No, I meant that they just recycled the gameplay from LTTP. I mean, 2D zelda games will play similarly, as will 3D ones, but it just felt... too similar. There was the light/dark dichotomy, "Lorule" graphics are just high-quality remakes of LTTP Dark World graphics, there were the go-out-of-your-way-for-cool-stuff sidequests for sword improvement, 3 lightworld dungeons and six or seven (I forget, but I remember they were the same amount) darkworld dungeons, you get the Master Sword right before you get access to the Dark World... it just felt like I'd seen it all before, you know? The OTHER Zelda direct sequels didn't have this. Zelda II was a whole nother ball game from Zelda I. Majora's Mask recycled OoT sprites, sure, but Termina was so effing different from Hyrule. Oracle of Ages (can't say anything about Seasons, but anyway) had a really different feel to it than Link's Awakening...

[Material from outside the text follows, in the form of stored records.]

//! Plaintext endpoint handing out the root CA certificate.
//!
//! A device must trust the root CA before it can complete a handshake with
//! the install server, so the certificate is offered outside TLS. Only the
//! public certificate is served here.

use std::net::SocketAddr;
use std::sync::Arc;

use axum::extract::State;
use axum::http::header;
use axum::response::IntoResponse;
use axum::routing::get;
use axum::Router;
use tokio::net::TcpListener;
use tokio::task::JoinHandle;
use tokio_util::sync::CancellationToken;
use tracing::{info, warn};

use super::config::InstallerConfig;
use super::error::{InstallerError, InstallerResult};
use super::tls::CertificateBundle;

/// Path the certificate is served under.
pub const ROOT_CA_PATH: &str = "/rootCA.pem";

/// Starts certificate endpoints.
pub struct CaServer;

impl CaServer {
    /// Serve `bundle`'s root CA on the configured CA port.
    pub async fn start(
        config: &InstallerConfig,
        bundle: &CertificateBundle,
    ) -> InstallerResult<RunningCaServer> {
        let addr = SocketAddr::new(config.bind_addr, config.ca_port);
        let listener = TcpListener::bind(addr)
            .await
            .map_err(|source| InstallerError::Bind { addr, source })?;
        let local_addr = listener.local_addr()?;

        let pem: Arc<[u8]> = Arc::from(bundle.root_ca_pem());
        let app = Router::new()
            .route(ROOT_CA_PATH, get(serve_root_ca))
            .with_state(pem);

        let cancel = CancellationToken::new();
        let shutdown = cancel.clone();
        let handle = tokio::spawn(async move {
            if let Err(e) = axum::serve(listener, app)
                .with_graceful_shutdown(async move { shutdown.cancelled().await })
                .await
            {
                warn!(error = %e, "Certificate endpoint stopped with error");
            }
        });

        let url = format!("http://{}{}", local_addr, ROOT_CA_PATH);
        info!(%url, "Root certificate available");
        Ok(RunningCaServer {
            local_addr,
            url,
            cancel,
            handle: Some(handle),
        })
    }
}

async fn serve_root_ca(State(pem): State<Arc<[u8]>>) -> impl IntoResponse {
    (
        [
            (header::CONTENT_TYPE, "application/x-pem-file"),
            (header::CONTENT_DISPOSITION, "attachment; filename=\"rootCA.pem\""),
        ],
        pem.to_vec(),
    )
}

/// Handle to a running certificate endpoint.
pub struct RunningCaServer {
    local_addr: SocketAddr,
    url: String,
    cancel: CancellationToken,
    handle: Option<JoinHandle<()>>,
}

impl RunningCaServer {
    pub fn local_addr(&self) -> SocketAddr {
        self.local_addr
    }

    /// Where the certificate can be downloaded.
    pub fn url(&self) -> &str {
        &self.url
    }

    pub fn shutdown(&self) {
        self.cancel.cancel();
    }

    /// Stop and wait for the endpoint to exit.
    pub async fn stop(mut self) {
        self.cancel.cancel();
        if let Some(handle) = self.handle.take() {
            if let Err(e) = handle.await {
                warn!(error = %e, "Certificate endpoint task ended abnormally");
            }
        }
    }
}

impl Drop for RunningCaServer {
    fn drop(&mut self) {
        self.cancel.cancel();
    }
}
//! Install a finished download onto a device through the device tool.

use appferry::config::ConfigFile;
use appferry::pipeline::InstallPipeline;
use console::style;
use indicatif::ProgressBar;
use std::time::Duration;

use super::common::{bridge, open_manager, resolve_id};
use crate::error::CliError;

/// Run `install <manifest> <device>`.
pub async fn run(config: &ConfigFile, manifest: &str, device_id: &str) -> Result<(), CliError> {
    let manager = open_manager(config)?;
    let id = resolve_id(&manager, manifest)?;
    let name = manager
        .get(&id)
        .map(|m| m.package.software.name)
        .unwrap_or_default();
    let pipeline = InstallPipeline::new(manager, bridge(config));

    let spinner = ProgressBar::new_spinner();
    spinner.set_message(format!("Installing {} onto {}...", name, device_id));
    spinner.enable_steady_tick(Duration::from_millis(120));
    let result = pipeline.install_to_device(&id, device_id).await;
    spinner.finish_and_clear();
    result?;

    println!("{} Installed {} onto {}", style("✓").green(), name, device_id);
    Ok(())
}
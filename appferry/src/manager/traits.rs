//! Capability traits used by the download manager.
//!
//! The manager never talks to the network, the catalog or the disk directly;
//! it goes through these seams so each can be swapped in tests:
//!
//! - [`PackageCatalog`]: turns a package request into a [`DownloadTicket`]
//! - [`Transfer`]: moves bytes from a ticket's source into a local file
//! - [`ManifestStore`]: durable manifest records
//!
//! Async methods return [`BoxFuture`] so the traits stay dyn-compatible.

use std::future::Future;
use std::path::Path;
use std::pin::Pin;

use tokio_util::sync::CancellationToken;

use super::download::TransferProgress;
use super::error::ManagerResult;
use super::store::StoreResult;
use crate::package::{AccountRef, DownloadTicket, PackageDescriptor, PackageManifest};

/// Boxed future type for dyn-compatible async methods.
pub type BoxFuture<'a, T> = Pin<Box<dyn Future<Output = T> + Send + 'a>>;

/// Remote package catalog.
///
/// Authentication and lookup live behind this trait; the manager only needs
/// a ticket it can hand to a [`Transfer`].
pub trait PackageCatalog: Send + Sync {
    /// Request a transfer ticket for `package` on behalf of `account`.
    fn download<'a>(
        &'a self,
        account: &'a AccountRef,
        package: &'a PackageDescriptor,
    ) -> BoxFuture<'a, ManagerResult<DownloadTicket>>;
}

/// Byte transfer for one ticket.
pub trait Transfer: Send + Sync {
    /// Fetch `ticket` into `dest`, returning the final size in bytes.
    ///
    /// An existing partial `dest` is continued when the ticket's source
    /// supports ranged requests and truncated otherwise. Implementations
    /// update `progress` as bytes land and return
    /// [`ManagerError::Cancelled`](super::ManagerError::Cancelled) promptly
    /// once `cancel` fires, leaving the bytes written so far on disk.
    fn fetch<'a>(
        &'a self,
        ticket: &'a DownloadTicket,
        dest: &'a Path,
        progress: &'a TransferProgress,
        cancel: &'a CancellationToken,
    ) -> BoxFuture<'a, ManagerResult<u64>>;
}

/// Durable manifest records, keyed by manifest id.
///
/// Every `save` must be atomic per record: after a crash a reader sees either
/// the previous or the new record, never a torn one.
pub trait ManifestStore: Send + Sync {
    /// Load every readable record. Unreadable records are skipped.
    fn load_all(&self) -> StoreResult<Vec<PackageManifest>>;

    /// Load one record.
    fn load(&self, id: &str) -> StoreResult<Option<PackageManifest>>;

    /// Durably write one record, replacing any previous version.
    fn save(&self, manifest: &PackageManifest) -> StoreResult<()>;

    /// Remove one record. Removing a missing record is not an error.
    fn remove(&self, id: &str) -> StoreResult<()>;
}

Maybe it's stuff like how everything that's still there is still in the exact same spot. Lorule just feels like re-storied Dark World. Hyrule doesn't seem to have changed at all. The graphics are all similar, albeit better, although they also feel sort of Skyward Sword-esque. Oh, and I was still confused until the end of LBW whether or not Lorule was just renamed Dark World or not. Everything looked the same. Everything was in the exact same spot. They supposedly are mostly, if not entirely, unrelated.
I just felt that it was too familiar. It wasn't
Darker and Edgier like Majora's Mask, nor did it have the
completely new plot of the early Game Boy games. The story wasn't better, or really, even all that much
there. Sure, there were NPCs and a plot, but the plot was just too close to LTTP for comfort up until the end, where it felt kinda... cliché, even.
As the old adage goes, though, to each his own.